Putin could have said that his “intention was different,” that Moscow had taken the steps it did in order to fulfill “a project under the conditional title, ‘The Anti-Kosovo, or Our Answer to the Washington Sultan.’” But then, Mil’shtein continues, he would have to acknowledge that Russia has no allies because no country was willing to accept that line.
Or Mil’shtein continues, Putin “could have spoken a different truth” and pointed out that he had once again “successfully used a war for domestic political goals,” in much the same way that he used the launch of the second post-Soviet Chechen war – even though now the prime minister has to share in the minds of a few some of the glory with his successor.
But, the Grani.ru commentator argues, the current Russian prime minister “would not be Vladimir Vladimirovich Putin if this year or ten years later, he were to begin speaking the truth.”
In his remarks – for the text, see grani.ru/Politics/World/Europe/Belarus/m.156206.html -- Putin indicated that he “did not see any difference between Kosovo and Tskhinvali, although for some reason he did not go on to explain what in that case forced Moscow to support the Serbs and turn around a jet over the Atlantic.”
Moreover, Putin insisted, in a way designed to cover Moscow’s diplomatic isolation, that Russia “had not asked anyone” to recognize the independence” of the two breakaway republics, that Russian recognition was sufficient because Russia had taken this step “to legalize our efforts for the support of peace.”
The reason other countries have not yet recognized South Ossetia and Abkhazia is that “not many participants of the international community are exercising sovereignty in the full sense of the word.” Instead, “all of them under pressure from the one superpower, the United States, carry out its political will” rather than on acknowledging reality.

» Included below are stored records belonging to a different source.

// SPDX-FileCopyrightText: 2025 Semiotic AI, Inc.
//
// SPDX-License-Identifier: Apache-2.0

//! A transaction draft served by a background task
//!
//! The job owns one [`TransactionDraft`] and processes commands one at a time,
//! so at most one unit change is in flight per draft and every outcome is
//! applied before the next command is looked at. Handles are cheap to clone and
//! can be shared between UI tasks.

use tokio::sync::{mpsc, oneshot};
use tracing::{error, info};

use crate::{
    spans, BalanceSnapshot, BalanceValidator, DraftJobError, SwapCommand, SwapError,
    TokenRegistry, TransactionDraft, Unit, UnitSwapConfig, UnitSwapCoordinator, UnitSwapError,
};

type Responder<T> = oneshot::Sender<T>;

/// Command buffer of a draft job
const CHANNEL_CAPACITY: usize = 10;

/// Background task owning one transaction draft
pub struct DraftJob {
    draft: TransactionDraft,
    coordinator: UnitSwapCoordinator,
    tokens: TokenRegistry,
    validator: BalanceValidator,
}

impl DraftJob {
    /// Initializes the `DraftJob` and returns a `DraftJobHandle`.
    ///
    /// Must be called from within a tokio runtime.
    pub fn init(config: &UnitSwapConfig, balances: BalanceSnapshot) -> DraftJobHandle {
        let (tx, mut rx) = mpsc::channel(CHANNEL_CAPACITY);

        let mut job = DraftJob {
            draft: TransactionDraft::new(&config.network),
            coordinator: UnitSwapCoordinator::new(config.network.clone()),
            tokens: config.token_registry(),
            validator: BalanceValidator::new(config, balances),
        };

        info!(
            network = %config.network.id,
            unit = %config.network.unit,
            tokens = job.tokens.len(),
            "Starting draft job"
        );

        tokio::spawn(async move {
            while let Some(command) = rx.recv().await {
                job.handle(command);
            }
            info!("Draft job stopped");
        });

        DraftJobHandle { tx }
    }

    fn handle(&mut self, command: Command) {
        let span = spans::draft_job_command(command.name());
        let _guard = span.enter();

        match command {
            Command::ChangeUnit(cmd) => {
                let result = self.draft.change_unit(
                    &self.coordinator,
                    cmd.unit,
                    &self.tokens,
                    &self.validator,
                );
                if cmd.responder.send(result).is_err() {
                    error!("Failed to send unit change response");
                }
            }
            Command::SetRecipient(cmd) => {
                self.draft.set_recipient(cmd.raw);
                if cmd.responder.send(()).is_err() {
                    error!("Failed to send recipient response");
                }
            }
            Command::SetAmount(cmd) => {
                self.draft.set_amount(&cmd.raw);
                if cmd.responder.send(()).is_err() {
                    error!("Failed to send amount response");
                }
            }
            Command::UpdateBalances(cmd) => {
                self.validator.set_snapshot(cmd.balances);
                if cmd.responder.send(()).is_err() {
                    error!("Failed to send balance update response");
                }
            }
            Command::GetDraft(cmd) => {
                if cmd.responder.send(self.draft.clone()).is_err() {
                    error!("Failed to send draft response");
                }
            }
        }
    }
}

/// Handle for sending commands to a running [`DraftJob`]
#[derive(Clone)]
pub struct DraftJobHandle {
    tx: mpsc::Sender<Command>,
}

impl DraftJobHandle {
    async fn request<T>(
        &self,
        name: &'static str,
        command: impl FnOnce(Responder<T>) -> Command,
    ) -> Result<T, DraftJobError> {
        let (responder, response) = oneshot::channel();
        self.tx
            .send(command(responder))
            .await
            .map_err(|_| DraftJobError::Closed)?;
        response
            .await
            .map_err(|_| DraftJobError::NoResponse { command: name })
    }

    /// Switch the draft to `unit`
    ///
    /// Returns the command the draft was rewritten with, `None` when nothing
    /// changed.
    pub async fn change_unit(
        &self,
        unit: impl Into<Unit>,
    ) -> Result<Option<SwapCommand>, UnitSwapError> {
        let unit = unit.into();
        let result: Result<Option<SwapCommand>, SwapError> = self
            .request("change_unit", |responder| {
                Command::ChangeUnit(ChangeUnitCommand { unit, responder })
            })
            .await?;
        Ok(result?)
    }

    /// Set the recipient the user typed
    pub async fn set_recipient(&self, raw: impl Into<String>) -> Result<(), DraftJobError> {
        let raw = raw.into();
        self.request("set_recipient", |responder| {
            Command::SetRecipient(SetRecipientCommand { raw, responder })
        })
        .await
    }

    /// Set the amount the user typed
    pub async fn set_amount(&self, raw: impl Into<String>) -> Result<(), DraftJobError> {
        let raw = raw.into();
        self.request("set_amount", |responder| {
            Command::SetAmount(SetAmountCommand { raw, responder })
        })
        .await
    }

    /// Replace the balances amounts are validated against
    pub async fn update_balances(&self, balances: BalanceSnapshot) -> Result<(), DraftJobError> {
        self.request("update_balances", |responder| {
            Command::UpdateBalances(UpdateBalancesCommand {
                balances,
                responder,
            })
        })
        .await
    }

    /// Copy of the draft as of now
    pub async fn draft(&self) -> Result<TransactionDraft, DraftJobError> {
        self.request("get_draft", |responder| {
            Command::GetDraft(GetDraftCommand { responder })
        })
        .await
    }
}

enum Command {
    ChangeUnit(ChangeUnitCommand),
    SetRecipient(SetRecipientCommand),
    SetAmount(SetAmountCommand),
    UpdateBalances(UpdateBalancesCommand),
    GetDraft(GetDraftCommand),
}

impl Command {
    fn name(&self) -> &'static str {
        match self {
            Command::ChangeUnit(_) => "change_unit",
            Command::SetRecipient(_) => "set_recipient",
            Command::SetAmount(_) => "set_amount",
            Command::UpdateBalances(_) => "update_balances",
            Command::GetDraft(_) => "get_draft",
        }
    }
}

struct ChangeUnitCommand {
    unit: Unit,
    responder: Responder<Result<Option<SwapCommand>, SwapError>>,
}

struct SetRecipientCommand {
    raw: String,
    responder: Responder<()>,
}

struct SetAmountCommand {
    raw: String,
    responder: Responder<()>,
}

struct UpdateBalancesCommand {
    balances: BalanceSnapshot,
    responder: Responder<()>,
}

struct GetDraftCommand {
    responder: Responder<TransactionDraft>,
}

“But,” Putin concluded, he is “certain that gradually this situation will change because no one wants to be a vassal, no one in fact wants to feel himself in this or any other degree dependent. And the bloc mentality of the times of the Cold War will thus gradually dissolve in contemporary reality.”
That statement, Mil’shtein concludes is “the pure truth” -- but “not about America, of course, and [its supposed] vassals but about [Putin] himself. For this is how the world looks to him: At the center is Comrade Wolf and around him are his vassals” who serve him in all ways and at his orders.
At the direction of this wolf, “they falsify history, arrange for the indivisible Union a geopolitical catastrophe, blow up Beslan and introduce tanks into Tskhinvali. With all his Chekist soul, [Putin] hates these vassals and envies Comrade Wolf. [Putin] too wants to eat his full and not listen to anyone.”
That is clearly how he felt and acted “a year ago in Georgia when for the first time in his life, [Putin] felt himself like an American.” But not so much like Americans really are but like “the real American of old Soviet books about spies or films like ‘TASS is Authorized to State,’” in which “a severe but just imperialist aggressor carries out a war of conquest without pity.”